Но я пишу от первого лица, и мне хочется обойтись без ссылок на печатные источники. Все, что приводится здесь, — по памяти, по совести, по размышлению.

Написанное выстраивается из личных, сугубо эмоциональных впечатлений — из пережитого и передуманного. Никакие проценты и ничьи слова, зафиксированные на бумаге прежде твоих собственных, не помогают в выяснении истины очень личной, настолько же личной, как жизнь и смерть. А я ведь все время брожу вдоль граней — не только чужих, но и своих собственных смерти и жизни. Поэтому грани так остры и так больно прикасаться к ним. Но и не прикасаться нельзя.
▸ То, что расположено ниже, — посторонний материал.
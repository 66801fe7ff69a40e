//! Customer and product operations with cache-aside lookups.
//!
//! Every mutation commits to the store first and touches the cache only
//! after the commit succeeded. Updates and deletes invalidate the keys the
//! record had *before* the mutation, then repopulate from the new record.

use clientele_core::{
    Customer, CustomerDraft, CustomerId, Lookup, Product, ProductDraft, ProductId,
};

use super::error::CustomerError;
use super::store::CustomerStore;
use crate::cache::{CacheBackend, CustomerCache};
use crate::db::customers::UpdatedCustomer;

/// Orchestrates the store and the customer cache.
#[derive(Clone)]
pub struct CustomerService<S, B> {
    store: S,
    cache: CustomerCache<B>,
}
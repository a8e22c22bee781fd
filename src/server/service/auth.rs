use argon2::{
    password_hash::{rand_core::OsRng, PasswordHash, PasswordHasher, PasswordVerifier, SaltString},
    Argon2,
};
use sea_orm::{DatabaseConnection, SqlErr};

use crate::server::{
    data::user::UserRepository,
    error::{auth::AuthError, Error},
    form::{signup::SignupForm, FormErrors},
};

/// Avatar applied at signup (DDragon profile icon 57 at the site's pinned
/// data version).
pub const DEFAULT_AVATAR_URL: &str =
    "https://ddragon.leagueoflegends.com/cdn/13.14.1/img/profileicon/57.png";

pub struct AuthService<'a> {
    db: &'a DatabaseConnection,
}

impl<'a> AuthService<'a> {
    /// Creates a new instance of [`AuthService`]
    pub fn new(db: &'a DatabaseConnection) -> Self {
        Self { db }
    }

    /// Registers a new user
    ///
    /// Shape-validates the form, rejects duplicate username/email with
    /// per-field messages, then hashes the password and inserts. A signup
    /// racing this one can slip past the pre-checks; the resulting unique
    /// violation maps to a conflict error.
    pub async fn signup(&self, form: SignupForm) -> Result<entity::user::Model, Error> {
        form.validate()?;

        let user_repository = UserRepository::new(self.db);

        let mut errors = FormErrors::default();

        if user_repository
            .get_by_username(&form.username)
            .await?
            .is_some()
        {
            errors.push("username", "Username already taken");
        }

        if user_repository.get_by_email(&form.email).await?.is_some() {
            errors.push("email", "Email already registered");
        }

        if !errors.is_empty() {
            return Err(errors.into());
        }

        let password_hash = hash_password(&form.password)?;

        match user_repository
            .create(
                form.username,
                form.email,
                password_hash,
                Some(DEFAULT_AVATAR_URL.to_string()),
            )
            .await
        {
            Ok(user) => {
                tracing::info!("New user signed up: {}", user.username);

                Ok(user)
            }
            Err(err) if matches!(err.sql_err(), Some(SqlErr::UniqueConstraintViolation(_))) => {
                Err(Error::AuthError(AuthError::CredentialsTaken))
            }
            Err(err) => Err(err.into()),
        }
    }

    /// Verifies a username/password pair
    ///
    /// `None` is the failure sentinel for an unknown username or a wrong
    /// password; both are expected user input. A stored hash that fails to
    /// parse is a server-side error.
    pub async fn authenticate(
        &self,
        username: &str,
        password: &str,
    ) -> Result<Option<entity::user::Model>, Error> {
        let user_repository = UserRepository::new(self.db);

        let user = match user_repository.get_by_username(username).await? {
            Some(user) => user,
            None => return Ok(None),
        };

        if verify_password(password, &user.password_hash)? {
            Ok(Some(user))
        } else {
            Ok(None)
        }
    }
}

/// Hashes a password with argon2id and a fresh random salt, producing a
/// PHC string.
pub fn hash_password(password: &str) -> Result<String, AuthError> {
    let salt = SaltString::generate(&mut OsRng);

    let hash = Argon2::default()
        .hash_password(password.as_bytes(), &salt)
        .map_err(|err| AuthError::PasswordHash(err.to_string()))?;

    Ok(hash.to_string())
}

/// Checks a password against a stored PHC string.
///
/// A mismatch is `Ok(false)`; only an unparseable or otherwise broken hash
/// is an error.
pub fn verify_password(password: &str, password_hash: &str) -> Result<bool, AuthError> {
    let parsed_hash = PasswordHash::new(password_hash)
        .map_err(|err| AuthError::PasswordHash(err.to_string()))?;

    match Argon2::default().verify_password(password.as_bytes(), &parsed_hash) {
        Ok(()) => Ok(true),
        Err(argon2::password_hash::Error::Password) => Ok(false),
        Err(err) => Err(AuthError::PasswordHash(err.to_string())),
    }
}
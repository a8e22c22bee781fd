use serde_json::Value;

use crate::server::model::db::ChampionModel;

/// One champion's mapped column values, ready to upsert.
///
/// Built from a DDragon detail document by the ingestion transform; the
/// JSON fields already carry their derived image URLs.
#[derive(Debug, Clone, PartialEq)]
pub struct ChampionSeed {
    pub name: String,
    pub role: String,
    pub tags: Value,
    pub image_url: String,
    pub description: String,
    pub title: String,
    pub difficulty: i32,
    pub abilities: Value,
    pub passive: Value,
    pub ally_tips: Value,
    pub enemy_tips: Value,
    pub skins: Value,
}

impl ChampionSeed {
    /// True when every mapped column of `champion` already equals this
    /// seed. The upsert skips the write in that case, so `updated_at`
    /// only moves on real change.
    pub fn matches(&self, champion: &ChampionModel) -> bool {
        self.name == champion.name
            && self.role == champion.role
            && self.tags == champion.tags
            && self.image_url == champion.image_url
            && self.description == champion.description
            && self.title == champion.title
            && self.difficulty == champion.difficulty
            && self.abilities == champion.abilities
            && self.passive == champion.passive
            && self.ally_tips == champion.ally_tips
            && self.enemy_tips == champion.enemy_tips
            && self.skins == champion.skins
    }
}

/// Counts of what one champion sync run did.
#[derive(Debug, Default, Clone, Copy, PartialEq, Eq)]
pub struct IngestSummary {
    pub created: usize,
    pub updated: usize,
    pub unchanged: usize,
}
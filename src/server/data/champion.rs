use chrono::Utc;
use migration::{Expr, ExprTrait, Func};
use sea_orm::{
    ActiveModelTrait, ActiveValue, ColumnTrait, ConnectionTrait, DbErr, EntityTrait,
    IntoActiveModel, QueryFilter, QueryOrder,
};

use crate::server::model::ingest::ChampionSeed;

/// Outcome of upserting one champion seed.
#[derive(Debug, Clone, PartialEq)]
pub enum ChampionUpsert {
    Created(entity::champion::Model),
    Updated(entity::champion::Model),
    Unchanged(entity::champion::Model),
}

pub struct ChampionRepository<'a, C: ConnectionTrait> {
    db: &'a C,
}

impl<'a, C: ConnectionTrait> ChampionRepository<'a, C> {
    /// Creates a new instance of [`ChampionRepository`]
    pub fn new(db: &'a C) -> Self {
        Self { db }
    }

    /// Upserts a champion keyed by name
    ///
    /// Inserts when the name is unknown, rewrites the row when any mapped
    /// field differs, and leaves the row untouched when the seed already
    /// matches it. `updated_at` only advances on a real change.
    pub async fn upsert(&self, seed: ChampionSeed) -> Result<ChampionUpsert, DbErr> {
        let now = Utc::now().naive_utc();

        let champion = match self.get_by_name(&seed.name).await? {
            Some(champion) => champion,
            None => {
                let champion = entity::champion::ActiveModel {
                    name: ActiveValue::Set(seed.name),
                    role: ActiveValue::Set(seed.role),
                    tags: ActiveValue::Set(seed.tags),
                    image_url: ActiveValue::Set(seed.image_url),
                    description: ActiveValue::Set(seed.description),
                    title: ActiveValue::Set(seed.title),
                    difficulty: ActiveValue::Set(seed.difficulty),
                    abilities: ActiveValue::Set(seed.abilities),
                    passive: ActiveValue::Set(seed.passive),
                    ally_tips: ActiveValue::Set(seed.ally_tips),
                    enemy_tips: ActiveValue::Set(seed.enemy_tips),
                    skins: ActiveValue::Set(seed.skins),
                    created_at: ActiveValue::Set(now),
                    updated_at: ActiveValue::Set(now),
                    ..Default::default()
                };

                return Ok(ChampionUpsert::Created(champion.insert(self.db).await?));
            }
        };

        if seed.matches(&champion) {
            return Ok(ChampionUpsert::Unchanged(champion));
        }

        let mut champion_am = champion.into_active_model();
        champion_am.role = ActiveValue::Set(seed.role);
        champion_am.tags = ActiveValue::Set(seed.tags);
        champion_am.image_url = ActiveValue::Set(seed.image_url);
        champion_am.description = ActiveValue::Set(seed.description);
        champion_am.title = ActiveValue::Set(seed.title);
        champion_am.difficulty = ActiveValue::Set(seed.difficulty);
        champion_am.abilities = ActiveValue::Set(seed.abilities);
        champion_am.passive = ActiveValue::Set(seed.passive);
        champion_am.ally_tips = ActiveValue::Set(seed.ally_tips);
        champion_am.enemy_tips = ActiveValue::Set(seed.enemy_tips);
        champion_am.skins = ActiveValue::Set(seed.skins);
        champion_am.updated_at = ActiveValue::Set(now);

        Ok(ChampionUpsert::Updated(champion_am.update(self.db).await?))
    }

    /// Gets all champions ordered by name
    pub async fn get_all(&self) -> Result<Vec<entity::champion::Model>, DbErr> {
        entity::prelude::Champion::find()
            .order_by_asc(entity::champion::Column::Name)
            .all(self.db)
            .await
    }

    pub async fn get_by_id(
        &self,
        champion_id: i32,
    ) -> Result<Option<entity::champion::Model>, DbErr> {
        entity::prelude::Champion::find_by_id(champion_id)
            .one(self.db)
            .await
    }

    pub async fn get_by_name(
        &self,
        name: &str,
    ) -> Result<Option<entity::champion::Model>, DbErr> {
        entity::prelude::Champion::find()
            .filter(entity::champion::Column::Name.eq(name))
            .one(self.db)
            .await
    }

    /// Case-insensitive substring search on champion name
    pub async fn search_by_name(
        &self,
        query: &str,
    ) -> Result<Vec<entity::champion::Model>, DbErr> {
        entity::prelude::Champion::find()
            .filter(
                Func::lower(Expr::col(entity::champion::Column::Name))
                    .like(format!("%{}%", query.to_lowercase())),
            )
            .order_by_asc(entity::champion::Column::Name)
            .all(self.db)
            .await
    }

    /// Gets all champions carrying the given tag
    ///
    /// Tags live in a JSON column, so rows are filtered on the decoded tag
    /// list after load. The mirrored catalog is ~170 rows.
    pub async fn get_many_by_tag(
        &self,
        tag: &str,
    ) -> Result<Vec<entity::champion::Model>, DbErr> {
        let champions = self.get_all().await?;

        Ok(champions
            .into_iter()
            .filter(|champion| {
                champion
                    .tags
                    .as_array()
                    .is_some_and(|tags| tags.iter().any(|t| t.as_str() == Some(tag)))
            })
            .collect())
    }
}
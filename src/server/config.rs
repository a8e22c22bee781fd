use std::net::SocketAddr;

use crate::server::{ddragon, error::config::ConfigError};

/// Address the server binds when `LOLDEX_ADDRESS` is unset.
pub const DEFAULT_ADDRESS: &str = "0.0.0.0:8080";

/// Runtime configuration sourced from environment variables.
///
/// Only `DATABASE_URL` is required; everything else falls back to a
/// default.
pub struct Config {
    pub database_url: String,
    pub address: SocketAddr,
    pub ddragon_url: String,
    pub ddragon_version: String,
}

impl Config {
    pub fn from_env() -> Result<Self, ConfigError> {
        let database_url = require_var("DATABASE_URL")?;

        let address = std::env::var("LOLDEX_ADDRESS")
            .unwrap_or_else(|_| DEFAULT_ADDRESS.to_string())
            .parse()
            .map_err(|err| ConfigError::InvalidEnvValue {
                var: "LOLDEX_ADDRESS".to_string(),
                reason: format!("{err}"),
            })?;

        let ddragon_url =
            std::env::var("DDRAGON_URL").unwrap_or_else(|_| ddragon::DEFAULT_URL.to_string());
        let ddragon_version = std::env::var("DDRAGON_VERSION")
            .unwrap_or_else(|_| ddragon::DEFAULT_VERSION.to_string());

        Ok(Self {
            database_url,
            address,
            ddragon_url,
            ddragon_version,
        })
    }
}

fn require_var(name: &str) -> Result<String, ConfigError> {
    std::env::var(name).map_err(|_| ConfigError::MissingEnvVar(name.to_string()))
}
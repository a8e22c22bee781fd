pub use sea_orm_migration::prelude::*;

mod m20260115_000001_champions;
mod m20260115_000002_users;
mod m20260115_000003_favorites;
mod m20260115_000004_comments;

pub struct Migrator;

#[async_trait::async_trait]
impl MigratorTrait for Migrator {
    fn migrations() -> Vec<Box<dyn MigrationTrait>> {
        vec![
            Box::new(m20260115_000001_champions::Migration),
            Box::new(m20260115_000002_users::Migration),
            Box::new(m20260115_000003_favorites::Migration),
            Box::new(m20260115_000004_comments::Migration),
        ]
    }
}
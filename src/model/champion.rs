use chrono::NaiveDateTime;
use serde::{Deserialize, Serialize};
use serde_json::Value;

/// Champion card data for roster listings, search, and tag pages.
#[derive(Clone, Debug, Serialize, Deserialize, utoipa::ToSchema)]
pub struct ChampionSummaryDto {
    pub id: i32,
    pub name: String,
    pub title: String,
    pub role: String,
    /// DDragon tags, e.g. `["Fighter", "Tank"]`
    pub tags: Value,
    pub image_url: String,
    pub difficulty: i32,
}

impl From<entity::champion::Model> for ChampionSummaryDto {
    fn from(champion: entity::champion::Model) -> Self {
        Self {
            id: champion.id,
            name: champion.name,
            title: champion.title,
            role: champion.role,
            tags: champion.tags,
            image_url: champion.image_url,
            difficulty: champion.difficulty,
        }
    }
}

/// Everything a champion page needs, including viewer-specific favorite
/// state and the champion's comment thread.
#[derive(Clone, Debug, Serialize, Deserialize, utoipa::ToSchema)]
pub struct ChampionDetailDto {
    pub id: i32,
    pub name: String,
    pub title: String,
    pub role: String,
    pub tags: Value,
    pub image_url: String,
    pub description: String,
    pub difficulty: i32,
    /// Difficulty scaled to 0-100 for meter rendering
    pub difficulty_percentage: i32,
    pub abilities: Value,
    pub passive: Value,
    pub ally_tips: Value,
    pub enemy_tips: Value,
    pub skins: Value,
    /// Whether the requesting user has favorited this champion; always
    /// false for anonymous viewers
    pub is_favorited: bool,
    pub comments: Vec<ChampionCommentDto>,
}

impl ChampionDetailDto {
    pub fn new(
        champion: entity::champion::Model,
        is_favorited: bool,
        comments: Vec<ChampionCommentDto>,
    ) -> Self {
        Self {
            id: champion.id,
            name: champion.name,
            title: champion.title,
            role: champion.role,
            tags: champion.tags,
            image_url: champion.image_url,
            description: champion.description,
            difficulty: champion.difficulty,
            difficulty_percentage: champion.difficulty * 10,
            abilities: champion.abilities,
            passive: champion.passive,
            ally_tips: champion.ally_tips,
            enemy_tips: champion.enemy_tips,
            skins: champion.skins,
            is_favorited,
            comments,
        }
    }
}

/// A comment as shown on a champion page.
#[derive(Clone, Debug, Serialize, Deserialize, utoipa::ToSchema)]
pub struct ChampionCommentDto {
    pub id: i32,
    pub content: String,
    pub created_at: NaiveDateTime,
    pub user_id: i32,
    pub username: String,
}

/// The response after toggling a favorite.
#[derive(Clone, Debug, Serialize, Deserialize, utoipa::ToSchema)]
pub struct FavoriteStatusDto {
    /// The new favorite state for the (user, champion) pair
    pub is_favorited: bool,
    pub is_authenticated: bool,
}

/// The response when an anonymous request tries to toggle a favorite.
#[derive(Clone, Debug, Serialize, Deserialize, utoipa::ToSchema)]
pub struct FavoriteUnauthenticatedDto {
    pub message: String,
    pub is_authenticated: bool,
}
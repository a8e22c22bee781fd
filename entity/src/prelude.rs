pub use super::champion::Entity as Champion;
pub use super::comment::Entity as Comment;
pub use super::favorite::Entity as Favorite;
pub use super::user::Entity as User;
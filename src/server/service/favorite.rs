use sea_orm::{DatabaseConnection, DbErr, SqlErr, TransactionTrait};

use crate::server::{data::favorite::FavoriteRepository, error::Error};

pub struct FavoriteService<'a> {
    db: &'a DatabaseConnection,
}

impl<'a> FavoriteService<'a> {
    /// Creates a new instance of [`FavoriteService`]
    pub fn new(db: &'a DatabaseConnection) -> Self {
        Self { db }
    }

    /// Toggles a user's favorite for a champion, returning the new state
    ///
    /// Read-then-branch runs in one transaction. A concurrent toggle that
    /// wins the insert race trips the (user_id, champion_id) unique index;
    /// that outcome means the champion is favorited, so it is answered as
    /// `true` rather than surfaced as a failure.
    pub async fn toggle(&self, user_id: i32, champion_id: i32) -> Result<bool, Error> {
        let txn = self.db.begin().await?;
        let favorite_repository = FavoriteRepository::new(&txn);

        let existing = favorite_repository
            .get_by_user_and_champion(user_id, champion_id)
            .await?;

        match existing {
            Some(favorite) => {
                favorite_repository.delete(favorite.id).await?;
                txn.commit().await?;

                Ok(false)
            }
            None => match favorite_repository.create(user_id, champion_id).await {
                Ok(_) => {
                    txn.commit().await?;

                    Ok(true)
                }
                Err(err) if already_favorited(&err) => {
                    // The failed insert poisons the transaction; it cannot commit
                    txn.rollback().await?;

                    Ok(true)
                }
                Err(err) => Err(err.into()),
            },
        }
    }
}

/// True when an insert failed because the (user, champion) pair already
/// holds a favorite.
fn already_favorited(err: &DbErr) -> bool {
    matches!(err.sql_err(), Some(SqlErr::UniqueConstraintViolation(_)))
}
//! Data access layer repositories.
//!
//! This module contains all database repository implementations for the
//! application. Repositories provide an abstraction layer over database
//! operations, organizing data access by domain (champions, users, and the
//! rows users own). Each repository is generic over [`ConnectionTrait`] so
//! services can run them against the pooled connection or inside a
//! transaction.
//!
//! [`ConnectionTrait`]: sea_orm::ConnectionTrait

pub mod champion;
pub mod comment;
pub mod favorite;
pub mod user;
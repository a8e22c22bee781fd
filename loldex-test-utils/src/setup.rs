use std::sync::Arc;

use mockito::{Mock, Server, ServerGuard};
use sea_orm::{
    sea_query::{Index, IndexCreateStatement, TableCreateStatement},
    ConnectionTrait, Database, DatabaseConnection,
};
use tower_sessions::{MemoryStore, Session};

use crate::error::TestError;

pub struct TestSetup {
    pub server: ServerGuard,
    pub db: DatabaseConnection,
    pub session: Session,
    pub mocks: Vec<Mock>,
}

impl TestSetup {
    /// Build any state type constructible from a database handle. This
    /// allows conversion to AppState without creating a circular
    /// dependency on the main crate.
    ///
    /// # Example
    /// ```ignore
    /// let state: AppState = setup.state();
    /// ```
    pub fn state<T>(&self) -> T
    where
        T: From<DatabaseConnection>,
    {
        T::from(self.db.clone())
    }
}

impl TestSetup {
    pub async fn new() -> Result<Self, TestError> {
        let mock_server = Server::new_async().await;

        let store = Arc::new(MemoryStore::default());
        let session = Session::new(None, store, None);

        let db = Database::connect("sqlite::memory:").await?;

        Ok(TestSetup {
            server: mock_server,
            db,
            session,
            mocks: Vec::new(),
        })
    }

    pub async fn with_tables(&self, stmts: Vec<TableCreateStatement>) -> Result<(), TestError> {
        for stmt in stmts {
            self.db.execute(&stmt).await?;
        }

        Ok(())
    }

    pub async fn with_indexes(&self, stmts: Vec<IndexCreateStatement>) -> Result<(), TestError> {
        for stmt in stmts {
            self.db.execute(&stmt).await?;
        }

        Ok(())
    }

    /// Unique index over favorites (user_id, champion_id).
    ///
    /// `Schema::create_table_from_entity` does not emit composite unique
    /// indexes, so tests exercising the one-favorite-per-pair constraint
    /// apply this statement on top of the generated tables. The production
    /// migration creates the same index.
    pub fn favorites_unique_index() -> IndexCreateStatement {
        Index::create()
            .name("idx-favorites-user_id-champion_id")
            .table(entity::prelude::Favorite)
            .col(entity::favorite::Column::UserId)
            .col(entity::favorite::Column::ChampionId)
            .unique()
            .to_owned()
    }

    /// Assert all mock endpoints were called as expected.
    ///
    /// Calls `assert()` on every mock tracked by this setup to verify each
    /// was invoked the expected number of times.
    ///
    /// # Panics
    /// Panics if any mock endpoint was not called the expected number of times
    pub fn assert_mocks(&self) {
        for mock in &self.mocks {
            mock.assert();
        }
    }
}

#[macro_export]
macro_rules! test_setup_with_tables {
    // Pattern 1: No entities provided
    () => {{
        TestSetup::new().await
    }};

    // Pattern 2: Entities provided
    ($($entity:expr),+ $(,)?) => {{
        async {
            let setup = TestSetup::new().await?;

            let schema = sea_orm::Schema::new(sea_orm::DbBackend::Sqlite);
            let stmts = vec![
                $(schema.create_table_from_entity($entity),)+
            ];
            setup.with_tables(stmts).await?;

            Ok::<_, $crate::error::TestError>(setup)
        }.await
    }};
}

#[macro_export]
macro_rules! test_setup_with_all_tables {
    () => {{
        async {
            let setup = TestSetup::new().await?;

            let schema = sea_orm::Schema::new(sea_orm::DbBackend::Sqlite);
            let stmts = vec![
                schema.create_table_from_entity(entity::prelude::User),
                schema.create_table_from_entity(entity::prelude::Champion),
                schema.create_table_from_entity(entity::prelude::Favorite),
                schema.create_table_from_entity(entity::prelude::Comment),
            ];
            setup.with_tables(stmts).await?;
            setup
                .with_indexes(vec![$crate::TestSetup::favorites_unique_index()])
                .await?;

            Ok::<_, $crate::error::TestError>(setup)
        }.await
    }};
}
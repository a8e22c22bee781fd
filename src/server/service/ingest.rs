use sea_orm::{DatabaseConnection, TransactionTrait};
use serde_json::Value;

use crate::server::{
    data::champion::{ChampionRepository, ChampionUpsert},
    ddragon,
    ddragon::model::ChampionDetail,
    error::Error,
    model::ingest::{ChampionSeed, IngestSummary},
};

pub struct IngestService<'a> {
    db: &'a DatabaseConnection,
    client: &'a ddragon::Client,
}

impl<'a> IngestService<'a> {
    /// Creates a new instance of [`IngestService`]
    pub fn new(db: &'a DatabaseConnection, client: &'a ddragon::Client) -> Self {
        Self { db, client }
    }

    /// Mirrors the DDragon champion catalog into the database
    ///
    /// Fetches the full roster and every detail document before touching
    /// storage; any fetch or decode failure aborts the run with nothing
    /// written. The batch then upserts inside one transaction, so a commit
    /// failure rolls the whole run back. Re-running against unchanged
    /// upstream data is a no-op.
    pub async fn sync_champions(&self) -> Result<IngestSummary, Error> {
        let names = self.client.champion_names().await?;

        tracing::info!("Fetched {} champions from DDragon", names.len());

        let mut seeds = Vec::with_capacity(names.len());
        for name in names {
            let detail = self.client.champion_detail(&name).await?;
            seeds.push(self.build_seed(name, detail));
        }

        let txn = self.db.begin().await?;
        let champion_repository = ChampionRepository::new(&txn);

        let mut summary = IngestSummary::default();
        for seed in seeds {
            match champion_repository.upsert(seed).await? {
                ChampionUpsert::Created(champion) => {
                    tracing::debug!("Created champion {}", champion.name);
                    summary.created += 1;
                }
                ChampionUpsert::Updated(champion) => {
                    tracing::debug!("Updated champion {}", champion.name);
                    summary.updated += 1;
                }
                ChampionUpsert::Unchanged(_) => summary.unchanged += 1,
            }
        }

        txn.commit().await?;

        tracing::info!(
            "Champion sync complete: {} created, {} updated, {} unchanged",
            summary.created,
            summary.updated,
            summary.unchanged
        );

        Ok(summary)
    }

    /// Transform a detail document into the column values to upsert.
    fn build_seed(&self, name: String, detail: ChampionDetail) -> ChampionSeed {
        let role = detail.tags.first().cloned().unwrap_or_default();
        let image_url = self.client.splash_url(&detail.id, 0);

        let description = detail
            .lore
            .or(detail.blurb)
            .unwrap_or_else(|| "No description available".to_string());

        let abilities: Vec<Value> = detail
            .spells
            .into_iter()
            .map(|spell| self.with_image_url(spell))
            .collect();

        let passive = self.with_image_url(detail.passive);

        let skins: Vec<Value> = detail
            .skins
            .into_iter()
            .map(|skin| self.with_splash_url(&detail.id, skin))
            .collect();

        ChampionSeed {
            name,
            role,
            tags: detail.tags.into(),
            image_url,
            description,
            title: detail.title,
            difficulty: detail.info.difficulty.unwrap_or(0),
            abilities: abilities.into(),
            passive,
            ally_tips: detail.ally_tips.into(),
            enemy_tips: detail.enemy_tips.into(),
            skins: skins.into(),
        }
    }

    /// Resolve an ability or passive icon from its `image` sub-document and
    /// store the URL alongside it.
    fn with_image_url(&self, mut document: Value) -> Value {
        let image = document.get("image");
        let group = image
            .and_then(|image| image.get("group"))
            .and_then(Value::as_str)
            .unwrap_or_default()
            .to_string();
        let full = image
            .and_then(|image| image.get("full"))
            .and_then(Value::as_str)
            .unwrap_or_default()
            .to_string();

        let url = self.client.image_url(&group, &full);

        if let Some(document) = document.as_object_mut() {
            document.insert("image_url".to_string(), Value::String(url));
        }

        document
    }

    /// Store a skin's splash URL alongside it, derived from its `num`.
    fn with_splash_url(&self, champion_id: &str, mut skin: Value) -> Value {
        let num = skin.get("num").and_then(Value::as_i64).unwrap_or(0);

        let url = self.client.splash_url(champion_id, num);

        if let Some(skin) = skin.as_object_mut() {
            skin.insert("url".to_string(), Value::String(url));
        }

        skin
    }
}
Рассуждая о немцах из ФРГ (с другими я практически незнаком — так уж складывались мои пути), я сразу уяснил, что со многими из них не договорюсь никогда — ну, о чем договариваться мне с баварскими ультра, наливающимися мюнхенским пивом и речами своего лидера Штрауса; не договорюсь я с молодыми оболтусами, которые орут «Хайль Гитлер!», машут велосипедными цепями и чрезвычайно себе нравятся; не о чем говорить мне со всякой швалью, в разные времена бежавшей сюда с моей Родины, и с разноплеменными гитлеровцами, дожившими до сегодня. Есть еще часть населения, которая вполне космополитична и с которой я не умею договариваться нигде в силу нашего взаимного вселенского неприятия. Не знаю, как они зовутся по-немецки, но у нас их называют жлобами. Прошу прощения у филологических пуритан, но слово это из моего киевского военного детства; произнося слово это, имею в виду тех краснощеких типов, которые ни за понюшку табаку готовы на любую подлость и поклон в любой адрес; выступая хранителями порядка при власти твердой, они в периоды междувластий первыми начинают грабить склады и продуктовые палатки, после бомбежек первыми врываются в развороченные и пахнущие смертью чужие квартиры. Из государственных идеологий и систем они признают ту, которая в данный момент у власти и позволяет им набить брюхо как следует. Это несколько примет самых поверхностных и упрощенных, — вы-то понимаете, о ком я говорю и дальше вспомните сами.

— Бомба, — говорил я жлобам в Нюрнберге.

— Ну и что? — ответствовали они. — Американцы расставят здесь ракеты и привяжут к нашим краям свою мощь, свой капитал, свои магазины. А войны не будет, что вы, что вы…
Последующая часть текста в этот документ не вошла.